Robert John Banks (born August 6, 1939) is an Australian Christian thinker, writer and practitioner. He is a biblical scholar, practical theologian and cultural critic, as well as an innovative educator and church planter.

Early life

Robert Banks was born in Sydney in 1939, raised and educated there, and studied arts/law at Sydney University. In 1959 he entered Moore Theological College and on graduating three years later married Julie Lonsdale Johnson. After ordination and ministry at Holy Trinity Anglican Church in Adelaide, he completed an MTh at King's College in the University of London and a PhD in New Testament on Jesus' attitude to the Law at Clare College Cambridge University. In 1969 he resigned from the Anglican Church on the grounds of its status distinction between clergy and laity, its ceremonial view of the sacraments and its over-emphasis on its members serving the institution and activities of the church rather than fulfilling their vocation in and witnessing to the world.

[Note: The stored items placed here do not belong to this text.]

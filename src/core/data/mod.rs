//! Core data types shared by the scanner, the store and the reporters.
//!
//! ## Module Structure
//!
//! - `catalog`: Loaded ARB data (Catalog, Entry, Placeholder)
//! - `message`: Locations inside ARB files (MessageContext, MessageLocation)
//! - `reference`: Key usages found in Dart source (Reference, PatternKind, Span)
//! - `source`: Locations inside Dart source files (SourceContext, SourceLocation)

pub mod catalog;
pub mod message;
pub mod reference;
pub mod source;

pub use catalog::{Catalog, Entry, Placeholder};
pub use message::{MessageContext, MessageLocation};
pub use reference::{PatternKind, Position, Range, Reference, Span};
pub use source::{SourceContext, SourceLocation};
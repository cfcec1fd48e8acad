//! Common utility functions shared across the codebase.

use std::sync::{Mutex, MutexGuard, PoisonError, RwLock, RwLockReadGuard, RwLockWriteGuard};

/// Lock a mutex, recovering the data if a previous holder panicked.
pub(crate) fn lock<T>(mutex: &Mutex<T>) -> MutexGuard<'_, T> {
    mutex.lock().unwrap_or_else(PoisonError::into_inner)
}

pub(crate) fn read<T>(lock: &RwLock<T>) -> RwLockReadGuard<'_, T> {
    lock.read().unwrap_or_else(PoisonError::into_inner)
}

pub(crate) fn write<T>(lock: &RwLock<T>) -> RwLockWriteGuard<'_, T> {
    lock.write().unwrap_or_else(PoisonError::into_inner)
}

/// Build an index of line start byte offsets for O(log n) line lookups.
///
/// The returned vector contains byte offsets where each line starts.
/// Line 1 starts at offset 0, line 2 starts after the first '\n', etc.
pub fn build_line_index(content: &str) -> Vec<usize> {
    let mut offsets = vec![0];
    for (i, c) in content.char_indices() {
        if c == '\n' {
            offsets.push(i + 1);
        }
    }
    offsets
}

/// Find line number for a byte offset using binary search.
///
/// Returns 1-based line number.
///
/// # Examples
///
/// ```
/// use arbsync::utils::{build_line_index, offset_to_line};
///
/// let index = build_line_index("a\nbc\nd");
/// assert_eq!(offset_to_line(&index, 0), 1);
/// assert_eq!(offset_to_line(&index, 3), 2);
/// assert_eq!(offset_to_line(&index, 5), 3);
/// ```
pub fn offset_to_line(line_index: &[usize], offset: usize) -> usize {
    match line_index.binary_search(&offset) {
        Ok(line) => line + 1,
        Err(line) => line,
    }
}

/// Pick the singular or plural form of a noun for summary lines.
pub fn pluralize<'a>(count: usize, singular: &'a str, plural: &'a str) -> &'a str {
    if count == 1 { singular } else { plural }
}

#[cfg(test)]
mod tests {
    use crate::utils::*;

    #[test]
    fn test_build_line_index() {
        assert_eq!(build_line_index(""), vec![0]);
        assert_eq!(build_line_index("abc"), vec![0]);
        assert_eq!(build_line_index("a\nb\n"), vec![0, 2, 4]);
    }

    #[test]
    fn test_offset_to_line_multibyte() {
        // "你好" is 6 bytes; the second line starts at byte 7.
        let content = "你好\nworld";
        let index = build_line_index(content);
        assert_eq!(offset_to_line(&index, 3), 1);
        assert_eq!(offset_to_line(&index, 7), 2);
        assert_eq!(offset_to_line(&index, 10), 2);
    }

    #[test]
    fn test_pluralize() {
        assert_eq!(pluralize(1, "file", "files"), "file");
        assert_eq!(pluralize(0, "file", "files"), "files");
        assert_eq!(pluralize(3, "key", "keys"), "keys");
    }
}
use std::{fs, path::Path};

use anyhow::{Result, bail};

use super::{CommandResult, CommandSummary, InitSummary, helper::finish};
use crate::config::{CONFIG_FILE_NAME, default_config_json};

pub fn init() -> Result<CommandResult> {
    let config_path = Path::new(CONFIG_FILE_NAME);
    if config_path.exists() {
        bail!("{} already exists", CONFIG_FILE_NAME);
    }

    fs::write(config_path, default_config_json()?)?;
    Ok(finish(
        CommandSummary::Init(InitSummary { created: true }),
        Vec::new(),
        0,
        0,
        true,
    ))
}
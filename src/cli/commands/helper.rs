use super::{CommandResult, CommandSummary, EditSummary};
use crate::core::store::BulkResult;
use crate::issues::{Issue, Severity};

pub fn finish(
    summary: CommandSummary,
    mut issues: Vec<Issue>,
    source_files_checked: usize,
    locale_files_checked: usize,
    exit_on_errors: bool,
) -> CommandResult {
    issues.sort();

    let parse_error_count = issues
        .iter()
        .filter(|i| matches!(i, Issue::ParseError(_)))
        .count();

    let mut error_count = issues
        .iter()
        .filter(|i| i.severity() == Severity::Error)
        .count();
    let warning_count = issues
        .iter()
        .filter(|i| i.severity() == Severity::Warning)
        .count();

    error_count += match &summary {
        CommandSummary::Edit(EditSummary { failures, .. }) => failures.len(),
        CommandSummary::FillMissing(fill) => fill.failures.len(),
        _ => 0,
    };

    CommandResult {
        summary,
        error_count,
        warning_count,
        exit_on_errors,
        issues,
        parse_error_count,
        source_files_checked,
        locale_files_checked,
    }
}

/// Failures of a multi-file write, as `(locale, reason)` pairs.
pub fn failure_messages(result: &BulkResult) -> Vec<(String, String)> {
    result
        .failures
        .iter()
        .map(|(locale, e)| (locale.clone(), e.to_string()))
        .collect()
}
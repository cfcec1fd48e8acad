use anyhow::Result;
use serde_json::Value;

use crate::CliTest;

fn project() -> Result<CliTest> {
    CliTest::flutter_project(&[
        ("en", r#"{ "title": "Demo", "greet": "Hello" }"#),
        ("de", r#"{ "title": "Demo" }"#),
    ])
}

#[test]
fn test_export_matrix() -> Result<()> {
    let test = project()?;

    let run = test.run(&["export", "translations.json"])?;
    assert_eq!(run.code, Some(0), "stderr: {}", run.stderr);
    assert_eq!(run.stdout, "✓ Exported 2 keys to translations.json\n");

    let matrix: Value = serde_json::from_str(&test.read_file("translations.json")?)?;
    assert_eq!(matrix["greet"]["en"], "Hello");
    assert_eq!(matrix["greet"]["de"], "");
    assert_eq!(matrix["title"]["de"], "Demo");

    Ok(())
}

#[test]
fn test_import_matrix() -> Result<()> {
    let test = project()?;
    test.write_file(
        "import.json",
        r#"{
  "greet": { "de": "Hallo", "en": "" },
  "title": { "de": "Demo DE" }
}"#,
    )?;

    let run = test.run(&["import", "import.json"])?;
    assert_eq!(run.code, Some(0), "stderr: {}", run.stderr);
    assert_eq!(run.stdout, "✓ Imported 2 values into de\n");

    let de = test.read_arb("de")?;
    assert!(de.contains("\"greet\": \"Hallo\""));
    assert!(de.contains("\"title\": \"Demo DE\""));
    assert!(test.read_arb("en")?.contains("\"greet\": \"Hello\""));

    Ok(())
}

#[test]
fn test_import_rejects_bad_json() -> Result<()> {
    let test = project()?;
    test.write_file("import.json", "[1, 2]")?;

    let run = test.run(&["import", "import.json"])?;
    assert_eq!(run.code, Some(2));
    assert!(run.stderr.contains("Failed to parse import file"));

    Ok(())
}
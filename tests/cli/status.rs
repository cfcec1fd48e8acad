use anyhow::Result;

use crate::CliTest;

fn project() -> Result<CliTest> {
    CliTest::flutter_project(&[
        ("en", r#"{ "title": "Demo", "greet": "Hello" }"#),
        ("de", r#"{ "title": "Demo" }"#),
    ])
}

#[test]
fn test_status_all_keys() -> Result<()> {
    let test = project()?;

    let run = test.run(&["status"])?;
    assert_eq!(run.code, Some(0), "stderr: {}", run.stderr);
    assert!(run.stdout.contains("◐ greet  partial   1/2  missing: de\n"), "stdout: {}", run.stdout);
    assert!(run.stdout.contains("✓ title  complete  2/2\n"));
    assert!(
        run.stdout
            .contains("2 keys in 2 locales: 1 complete, 1 partial, 0 missing (50.0% complete)")
    );
    assert!(run.stdout.contains("  de: 1 translated, 1 missing"));
    assert!(run.stdout.contains("  en: 2 translated, 0 missing"));

    Ok(())
}

#[test]
fn test_status_selected_keys() -> Result<()> {
    let test = project()?;

    let run = test.run(&["status", "nope", "title"])?;
    assert_eq!(run.code, Some(0));
    assert!(run.stdout.contains("✘ nope   missing   0/2  missing: de, en"), "stdout: {}", run.stdout);
    assert!(run.stdout.contains("✓ title  complete  2/2"));
    assert!(!run.stdout.contains("greet "));

    Ok(())
}

#[test]
fn test_status_reports_unparsable_files() -> Result<()> {
    let test = project()?;
    test.write_arb("fr", "{")?;

    let run = test.run(&["status"])?;
    assert_eq!(run.code, Some(0));
    assert!(run.stderr.contains("1 file(s) could not be parsed"), "stderr: {}", run.stderr);

    let run = test.run(&["status", "-v"])?;
    assert!(run.stdout.contains("--> ./lib/l10n/app_fr.arb"));

    Ok(())
}
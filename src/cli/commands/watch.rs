use std::sync::{
    Arc,
    atomic::{AtomicUsize, Ordering},
};

use anyhow::{Context, Result};
use colored::Colorize;

use super::super::args::WatchCommand;
use super::{CommandResult, CommandSummary, WatchSummary, context::CommandContext, helper::finish};
use crate::cache::DEFAULT_SWEEP_INTERVAL;
use crate::events::{ChangeType, EventKind, EventPayload};

pub fn watch(cmd: WatchCommand) -> Result<CommandResult> {
    let ctx = CommandContext::new(&cmd.common)?;
    let runtime = tokio::runtime::Builder::new_multi_thread()
        .enable_all()
        .build()
        .context("Failed to start the async runtime")?;
    let changes = runtime.block_on(watch_until_interrupted(&ctx))?;

    Ok(finish(
        CommandSummary::Watch(WatchSummary { changes }),
        Vec::new(),
        0,
        ctx.locale_files_checked(),
        true,
    ))
}

async fn watch_until_interrupted(ctx: &CommandContext) -> Result<usize> {
    let bus = ctx.engine.bus();
    let changes = Arc::new(AtomicUsize::new(0));

    let counter = Arc::clone(&changes);
    let root = ctx.root.clone();
    let subscription = bus.subscribe_labeled(EventKind::CatalogFileChanged, "cli:watch", move |event| {
        if let EventPayload::CatalogFileChanged {
            path,
            locale,
            change,
        } = &event.payload
        {
            counter.fetch_add(1, Ordering::Relaxed);
            let shown = path.strip_prefix(&root).unwrap_or(path);
            let label = match change {
                ChangeType::Created => "Loaded".green(),
                ChangeType::Modified => "Reloaded".cyan(),
                ChangeType::Deleted => "Removed".yellow(),
            };
            println!("{} ./{} ({})", label.bold(), shown.display(), locale);
        }
        Ok(())
    });

    let dispatcher = ctx.engine.spawn_dispatcher()?;
    let sweepers = ctx.engine.spawn_sweepers(DEFAULT_SWEEP_INTERVAL)?;
    let watcher = ctx.engine.watch(&ctx.arb_dir)?;
    println!(
        "Watching {} for changes. Press {} to stop.",
        ctx.relative(watcher.dir()),
        "Ctrl-C".cyan()
    );

    let interrupted = tokio::signal::ctrl_c()
        .await
        .context("Failed to listen for Ctrl-C");
    drop(watcher);
    for sweeper in &sweepers {
        sweeper.abort();
    }
    bus.shutdown();
    dispatcher.await.context("Event dispatcher failed")?;
    bus.unsubscribe(subscription);
    interrupted?;

    Ok(changes.load(Ordering::Relaxed))
}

Returning to Australia in 1969, he was appointed as a Research Fellow in the History of Ideas Unit at the Australian National University, Canberra. During this time he helped develop several home-based congregations in the city, was also a theological consultant to people of faith in the Public Service and started a theological program for lay people. In 1974 he became Senior Lecturer in Ancient History at Macquarie University, Sydney. His publications during this time included books on early Christian idea of community, the tyranny of time, private values and public policy, and going to church in the first century.

Midlife

In 1989 he was invited to become Foundation Professor in The Ministry of the Laity at Fuller Theological Seminary, Los Angeles, where he introduced a Master of Arts in Christian Leadership for lay people and a Doctorate in Practical Theology. Three highlights of this period were helping to found a national Coalition for Ministry in Daily Life, serve on the Board of InterVarsity Fellowship's Marketplace Ministries and nurturing independent and denominational home-based congregations in Los Angeles and other parts of North America. In the mid-1990s he became the first Executive Director of the De Pree Leadership Center at Fuller Seminary, working among business, media and professional people as well as with church, para-church and missionary leaders.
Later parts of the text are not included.